SLAC National Accelerator Laboratory is proud to support the Genesis Mission, a Department of Energy initiative launched November 24, 2025, to secure U.S. leadership in artificial intelligence. SLAC’s premier facilities produce vast and uniquely varied scientific data sets that illuminate our world from the grand scale of the cosmos to the smallest scales of the motions of electrons. This data – along with the SLAC-Stanford ecosystem's expertise in algorithm development and its world-leading domain scientists – will fuel the AI revolution in science. AI models developed at SLAC to accelerate the search for dark matter, and the effort to push them to the sensor edge, will also drive the deployment of autonomously stabilized fusion and resilient quantum computing.

DOE announcement slide: accelerating American science through AI innovation
U.S. Department of Energy Genesis Mission – Accelerating American Science through AI Innovation. Read about the launched mission or visit the Genesis Mission site to learn more. 
SLAC, in partnership with our peer DOE national labs, is excited to contribute our unique expertise in AI for data-intensive research to this national effort that will transform science and society by accelerating discoveries and technologies for the nation and the world.
John Sarrao Director of SLAC John Sarrao, Lab Director

AI at SLAC

At SLAC we have been building AI into how we do science for nearly a decade.
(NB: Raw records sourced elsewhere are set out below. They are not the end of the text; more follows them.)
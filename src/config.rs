//! Agent configuration from flags and environment.

use std::path::PathBuf;
use std::time::Duration;

use clap::Parser;
use secrecy::SecretString;
use tracing::{info, warn};

use crate::error::ConfigError;

/// Command-line and environment surface (`AGENT_*` variables).
#[derive(Debug, Parser)]
#[command(
    name = "warden",
    version,
    about = "Host-resident backup agent gated by a secrets backend"
)]
pub struct Args {
    /// Address the control surface listens on.
    #[arg(long, env = "AGENT_ADDRESS", default_value = "localhost:8081")]
    pub address: String,

    /// Filesystem path of the embedded store.
    #[arg(long, env = "AGENT_PATHDB", default_value = "/opt/warden/db")]
    pub pathdb: PathBuf,

    /// Interval between scheduler ticks (e.g. "30m", "2h", "90s").
    #[arg(long, env = "AGENT_DURATION", default_value = "30m")]
    pub duration: String,

    /// Idle timeout for gocryptfs mounts when the volume sets none.
    #[arg(long, env = "AGENT_MOUNT_DURATION")]
    pub mount_duration: Option<String>,

    /// Pass -allow_other to every mount.
    #[arg(long, env = "AGENT_MOUNT_ALLOW_OTHER", default_value_t = false)]
    pub mount_allow_other: bool,

    /// Secrets backend address.
    #[arg(
        long,
        env = "AGENT_VAULT_ADDRESS",
        default_value = "https://localhost:8200"
    )]
    pub vault_address: String,

    /// Newline-delimited seal-key share file loaded at startup.
    #[arg(long, env = "AGENT_VAULT_KEY_FILE")]
    pub vault_key_file: Option<PathBuf>,

    /// AppRole role id (only honored together with --vault-secret-id).
    #[arg(long, env = "AGENT_VAULT_ROLE_ID")]
    pub vault_role_id: Option<String>,

    /// AppRole secret id (only honored together with --vault-role-id).
    #[arg(long, env = "AGENT_VAULT_SECRET_ID")]
    pub vault_secret_id: Option<String>,
}

/// AppRole credential pair; both halves or neither.
#[derive(Debug, Clone)]
pub struct AppRole {
    pub role_id: String,
    pub secret_id: SecretString,
}

/// Typed runtime configuration.
#[derive(Debug, Clone)]
pub struct AgentConfig {
    pub address: String,
    pub db_path: PathBuf,
    pub interval: Duration,
    pub mount_duration: Option<String>,
    pub mount_allow_other: bool,
    pub vault_address: String,
    pub vault_key_file: Option<PathBuf>,
    pub approle: Option<AppRole>,
}

impl AgentConfig {
    /// Parse process arguments and environment.
    pub fn load() -> Result<Self, ConfigError> {
        Self::from_args(Args::parse())
    }

    pub fn from_args(args: Args) -> Result<Self, ConfigError> {
        let interval = parse_duration(&args.duration)?;
        let approle = match (args.vault_role_id, args.vault_secret_id) {
            (Some(role_id), Some(secret_id)) => Some(AppRole {
                role_id,
                secret_id: SecretString::from(secret_id),
            }),
            (None, None) => None,
            _ => {
                warn!("approle role id and secret id must both be set; ignoring the one provided");
                None
            }
        };
        Ok(Self {
            address: args.address,
            db_path: args.pathdb,
            interval,
            mount_duration: args.mount_duration,
            mount_allow_other: args.mount_allow_other,
            vault_address: args.vault_address,
            vault_key_file: args.vault_key_file,
            approle,
        })
    }

    /// Idle timeout for one mount: request override first, then the volume's
    /// own setting, then the agent-wide default.
    pub fn mount_idle<'a>(
        &'a self,
        request: Option<&'a str>,
        volume: Option<&'a str>,
    ) -> Option<&'a str> {
        request.or(volume).or(self.mount_duration.as_deref())
    }

    pub fn log_summary(&self) {
        info!(
            address = %self.address,
            db = %self.db_path.display(),
            interval = ?self.interval,
            vault = %self.vault_address,
            approle = self.approle.is_some(),
            key_file = self.vault_key_file.is_some(),
            "agent configuration"
        );
    }
}

/// Parse durations like "30m", "2h", "90s", or compounds like "1h30m".
pub fn parse_duration(value: &str) -> Result<Duration, ConfigError> {
    let raw = value.trim();
    if raw.is_empty() {
        return Err(invalid(value, "empty"));
    }
    let mut total = Duration::ZERO;
    let mut digits = String::new();
    let mut seen_segment = false;
    for ch in raw.chars() {
        if ch.is_ascii_digit() {
            digits.push(ch);
            continue;
        }
        let amount: u64 = digits
            .parse()
            .map_err(|_| invalid(value, "unit without a count"))?;
        digits.clear();
        let unit_secs = match ch {
            'h' => 60 * 60,
            'm' => 60,
            's' => 1,
            _ => return Err(invalid(value, "unknown unit, expected h, m, or s")),
        };
        total += Duration::from_secs(amount * unit_secs);
        seen_segment = true;
    }
    if !digits.is_empty() {
        return Err(invalid(value, "trailing count without a unit"));
    }
    if !seen_segment {
        return Err(invalid(value, "no duration segments"));
    }
    Ok(total)
}

fn invalid(value: &str, reason: &str) -> ConfigError {
    ConfigError::InvalidDuration {
        value: value.to_string(),
        reason: reason.to_string(),
    }
}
Whether we are applying AI/ML enabled workflows to analyze high-volume, high-speed data in scientific experiments to drive discoveries in biology, chemistry and physics or using them to control complex systems like accelerators, we are changing how we do science by integrating artificial intelligence.   

Not only have we been building AI/ML into how we do science and technology research, but we also host two of the biggest scientific data producers on earth at SLAC.    
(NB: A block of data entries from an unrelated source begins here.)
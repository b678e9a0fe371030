//! Error types for the agent's subsystems.

use std::path::PathBuf;

/// Local configuration problems (flags, environment).
#[derive(Debug, thiserror::Error)]
pub enum ConfigError {
    /// A duration string could not be parsed.
    #[error("invalid duration {value:?}: {reason}")]
    InvalidDuration { value: String, reason: String },
}

/// Errors from the embedded key/value store.
#[derive(Debug, thiserror::Error)]
pub enum StoreError {
    /// No store handle was opened at startup.
    #[error("store not initialized")]
    NotInitialized,

    /// The store is shutting down or already shut down.
    #[error("store closed")]
    Closed,

    /// Underlying database error.
    #[error("store error: {0}")]
    Sqlite(#[from] rusqlite::Error),

    /// Filesystem error preparing the store location.
    #[error("store I/O error: {0}")]
    Io(#[from] std::io::Error),
}

/// Errors from running external commands and tracking jobs.
///
/// Cloneable so the same error can be recorded on the job entry and returned
/// to the synchronous caller.
#[derive(Debug, Clone, thiserror::Error)]
pub enum ExecutionError {
    /// The process could not be started at all.
    #[error("failed to spawn command: {reason}")]
    Spawn { reason: String },

    /// The process ran and exited non-zero.
    #[error("command exited with status {status}: {stderr}")]
    CommandFailed { status: i32, stderr: String },

    /// A job under this name has already claimed its unit of work.
    #[error("job {name} already in flight")]
    JobInFlight { name: String },
}

/// Errors talking to the secrets backend.
#[derive(Debug, thiserror::Error)]
pub enum VaultError {
    /// The backend could not be reached or the request failed outright.
    #[error("secrets backend request failed: {0}")]
    Http(#[from] reqwest::Error),

    /// The backend answered with a non-success status.
    #[error("secrets backend returned {status}: {message}")]
    Api { status: u16, message: String },

    /// The path exists but holds no usable secret data.
    #[error("no secret data at {path}")]
    NoSecret { path: String },

    /// The secret data does not decode into the expected shape.
    #[error("malformed secret at {path}: {reason}")]
    Malformed { path: String, reason: String },
}

/// Authorization failures that stop the agent from acting at all.
#[derive(Debug, thiserror::Error)]
pub enum AuthError {
    /// The secrets backend is sealed.
    #[error("secrets backend is sealed")]
    Sealed,

    /// No token in the store and no AppRole credentials to obtain one.
    #[error("no authorization token available")]
    NoToken,

    /// AppRole login was attempted and rejected.
    #[error("approle login failed: {reason}")]
    LoginFailed { reason: String },

    #[error(transparent)]
    Store(#[from] StoreError),

    #[error(transparent)]
    Vault(#[from] VaultError),
}

/// Errors from the seal-key share lifecycle.
#[derive(Debug, thiserror::Error)]
pub enum UnsealError {
    /// Every candidate share was tried and the backend is still sealed.
    #[error("backend still sealed after submitting {submitted} share(s)")]
    StillSealed { submitted: usize },

    /// A drop ran but shares remain detectable in the store.
    #[error("seal-key shares were not dropped")]
    SharesNotDropped,

    /// The configured seal-key file is a directory.
    #[error("seal-key file {0} is a directory")]
    KeyFileIsDir(PathBuf),

    /// The seal-key file could not be read.
    #[error("failed to read seal-key file: {0}")]
    KeyFile(#[from] std::io::Error),

    #[error(transparent)]
    Store(#[from] StoreError),

    #[error(transparent)]
    Vault(#[from] VaultError),
}

/// Umbrella error for the action layer, so the control surface can map each
/// class to a distinct status signal.
#[derive(Debug, thiserror::Error)]
pub enum ActionError {
    #[error(transparent)]
    Auth(#[from] AuthError),

    #[error(transparent)]
    Vault(#[from] VaultError),

    #[error(transparent)]
    Execution(#[from] ExecutionError),

    #[error(transparent)]
    Store(#[from] StoreError),
}
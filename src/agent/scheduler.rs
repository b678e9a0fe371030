//! Periodic tick driving mounts, checkouts, backups, and integrity checks.
//!
//! One long-lived task. Ticks are strictly sequential: the next sleep starts
//! only after the previous pipeline finished, so slow backups stretch the
//! schedule instead of overlapping it. Stage order within a tick is fixed;
//! stages are individually best-effort once the gates pass.

use std::sync::Arc;
use std::time::Duration;

use chrono::{DateTime, Utc};
use tokio::task::JoinHandle;
use tracing::{info, warn};

use crate::error::UnsealError;
use crate::ops::restic::BackupMode;
use crate::vault::secrets::{self, HostConfig, ResticProfile};

use super::AgentState;
use super::actions::{self, MountOverrides, RunMode};

/// Delay before the first tick after startup.
const STARTUP_DELAY: Duration = Duration::from_secs(5);

/// Hours that must pass after a successful backup before the next one.
const BACKUP_EVERY_HOURS: i64 = 2;

/// Hours between repository integrity checks.
const CHECK_EVERY_HOURS: i64 = 12;

/// Why a tick ended: which gate short-circuited it, or that it ran.
#[derive(Debug, Clone, Copy, PartialEq, Eq)]
pub enum TickOutcome {
    /// No store was opened at startup.
    StoreUnavailable,
    /// No token and no way to obtain one.
    Unauthorized,
    /// The backend could not be reached.
    VaultUnavailable,
    /// The backend stayed sealed after an unseal attempt.
    StillSealed,
    /// All stages ran, each best-effort.
    Completed,
}

pub struct Scheduler {
    state: Arc<AgentState>,
    interval: Duration,
}

impl Scheduler {
    pub fn new(state: Arc<AgentState>) -> Self {
        let interval = state.config().interval;
        Self { state, interval }
    }

    /// Run the loop on a spawned task; aborting the handle stops it between
    /// pipelines.
    pub fn spawn(self) -> JoinHandle<()> {
        tokio::spawn(self.run())
    }

    async fn run(self) {
        tokio::time::sleep(STARTUP_DELAY).await;
        loop {
            let outcome = self.tick().await;
            info!(?outcome, "tick finished");
            tokio::time::sleep(self.interval).await;
        }
    }

    /// One pipeline: store and token gates, the seal gate, then the four
    /// stages in order.
    pub async fn tick(&self) -> TickOutcome {
        if self.state.store().is_err() {
            warn!("no store, skipping tick");
            return TickOutcome::StoreUnavailable;
        }
        let token = match self.state.authorize().await {
            Ok(token) => token,
            Err(e) => {
                warn!(error = %e, "tick not authorized");
                return TickOutcome::Unauthorized;
            }
        };

        match self.state.vault().seal_status().await {
            Ok(status) if status.sealed => {
                let Ok(coordinator) = self.state.unseal_coordinator() else {
                    return TickOutcome::StoreUnavailable;
                };
                if let Err(e) = coordinator.auto_unseal().await {
                    warn!(error = %e, "auto unseal failed, skipping tick");
                    return match e {
                        UnsealError::Vault(_) => TickOutcome::VaultUnavailable,
                        _ => TickOutcome::StillSealed,
                    };
                }
            }
            Ok(_) => {}
            Err(e) => {
                warn!(error = %e, "seal status unavailable, skipping tick");
                return TickOutcome::VaultUnavailable;
            }
        }

        let host = match secrets::host_config(self.state.vault(), &token, self.state.hostname())
            .await
        {
            Ok(host) => host,
            Err(e) => {
                warn!(error = %e, "host configuration unavailable, skipping tick");
                return TickOutcome::VaultUnavailable;
            }
        };

        self.mount_stage(&token).await;
        self.checkout_stage(&token, &host).await;
        self.backup_stage(&token, &host).await;
        self.check_stage(&token, &host).await;
        TickOutcome::Completed
    }

    /// Mounts run in the background so an indefinite mount cannot hold the
    /// tick open. Volumes with busy mount points are skipped.
    async fn mount_stage(&self, token: &str) {
        let result = actions::mount_volumes(
            &self.state,
            Some(token),
            RunMode::Background,
            false,
            &MountOverrides::default(),
        )
        .await;
        match result {
            Ok(report) => info!(
                started = report.started.len(),
                skipped = report.skipped.len(),
                failed = report.failed.len(),
                "mount stage done"
            ),
            Err(e) => warn!(error = %e, "mount stage failed"),
        }
    }

    /// Per repository: clone synchronously, falling back to remote+pull when
    /// the checkout already exists.
    async fn checkout_stage(&self, token: &str, host: &HostConfig) {
        for name in host.git_names() {
            let profile = match secrets::git_profile(self.state.vault(), token, name).await {
                Ok(profile) => profile,
                Err(e) => {
                    warn!(repo = name, error = %e, "repository profile unavailable");
                    continue;
                }
            };
            if let Err(e) =
                actions::checkout_with_fallback(self.state.registry(), &profile, &host.home).await
            {
                warn!(repo = name, error = %e, "checkout failed");
            }
        }
    }

    async fn backup_stage(&self, token: &str, host: &HostConfig) {
        let Ok(store) = self.state.store() else {
            return;
        };
        let last = match store.last_backup().await {
            Ok(last) => last,
            Err(e) => {
                warn!(error = %e, "last backup unreadable, skipping stage");
                return;
            }
        };
        if !due(last, BACKUP_EVERY_HOURS) {
            info!(last = %last, "backup not due yet");
            return;
        }

        let Some(profile) = self.restic_profile(token, host).await else {
            return;
        };
        if let Err(e) = actions::ensure_repo_exists(self.state.registry(), &profile).await {
            warn!(error = %e, "repository probe and init failed, skipping backup");
            return;
        }
        let run = actions::run_backup_job(
            self.state.registry(),
            BackupMode::Backup,
            &profile,
            RunMode::Sync,
            true,
        )
        .await;
        match run {
            Ok(_) => {
                info!("backup finished");
                if let Err(e) = store.set_last_backup(Utc::now()).await {
                    warn!(error = %e, "failed persisting backup timestamp");
                }
            }
            Err(e) => warn!(error = %e, "backup failed"),
        }
    }

    async fn check_stage(&self, token: &str, host: &HostConfig) {
        let Ok(store) = self.state.store() else {
            return;
        };
        let last = match store.last_check().await {
            Ok(last) => last,
            Err(e) => {
                warn!(error = %e, "last check unreadable, skipping stage");
                return;
            }
        };
        if !due(last, CHECK_EVERY_HOURS) {
            info!(last = %last, "integrity check not due yet");
            return;
        }

        let Some(profile) = self.restic_profile(token, host).await else {
            return;
        };
        if let Err(e) = actions::ensure_repo_exists(self.state.registry(), &profile).await {
            warn!(error = %e, "repository probe and init failed, skipping check");
            return;
        }
        let run = actions::run_backup_job(
            self.state.registry(),
            BackupMode::Check,
            &profile,
            RunMode::Sync,
            true,
        )
        .await;
        match run {
            Ok(_) => {
                info!("integrity check finished");
                if let Err(e) = store.set_last_check(Utc::now()).await {
                    warn!(error = %e, "failed persisting check timestamp");
                }
            }
            Err(e) => warn!(error = %e, "integrity check failed"),
        }
    }

    async fn restic_profile(&self, token: &str, host: &HostConfig) -> Option<ResticProfile> {
        match secrets::restic_profile(self.state.vault(), token, &host.restic).await {
            Ok(profile) => Some(profile),
            Err(e) => {
                warn!(error = %e, "restic profile unavailable, skipping stage");
                None
            }
        }
    }
}

/// True once more than `hours` have passed since `last`.
fn due(last: DateTime<Utc>, hours: i64) -> bool {
    Utc::now() > last + chrono::Duration::hours(hours)
}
The NSF-DOE Vera C. Rubin Observatory sends terabytes of data on every clear night from Chile to SLAC. This information is provided broadly to the global science community for the study of the cosmos and the creation of the universe.  

SLAC’s Linac Coherent Light Source experiments have extremely high rates of data production, up to 1 terabyte per second, with future upgrades expected to produce even more. The resulting X-ray snapshots of electrons, atoms and molecules at work drive scientific discovery in materials, chemistry and biology. 

Integrated Scientific and Data-intensive Computing at SLAC advances research across a wide spectrum of science domains by bringing together a unique data facility that interfaces with DOE resources, expertise in streaming data collection and processing at the edge, and AI and machine learning at an algorithmic level that is incorporated into the complex workflows the lab supports.  

These core capabilities of the lab are being translated today to make impacts in energy and discovery science in key areas of the Department of Energy Mission.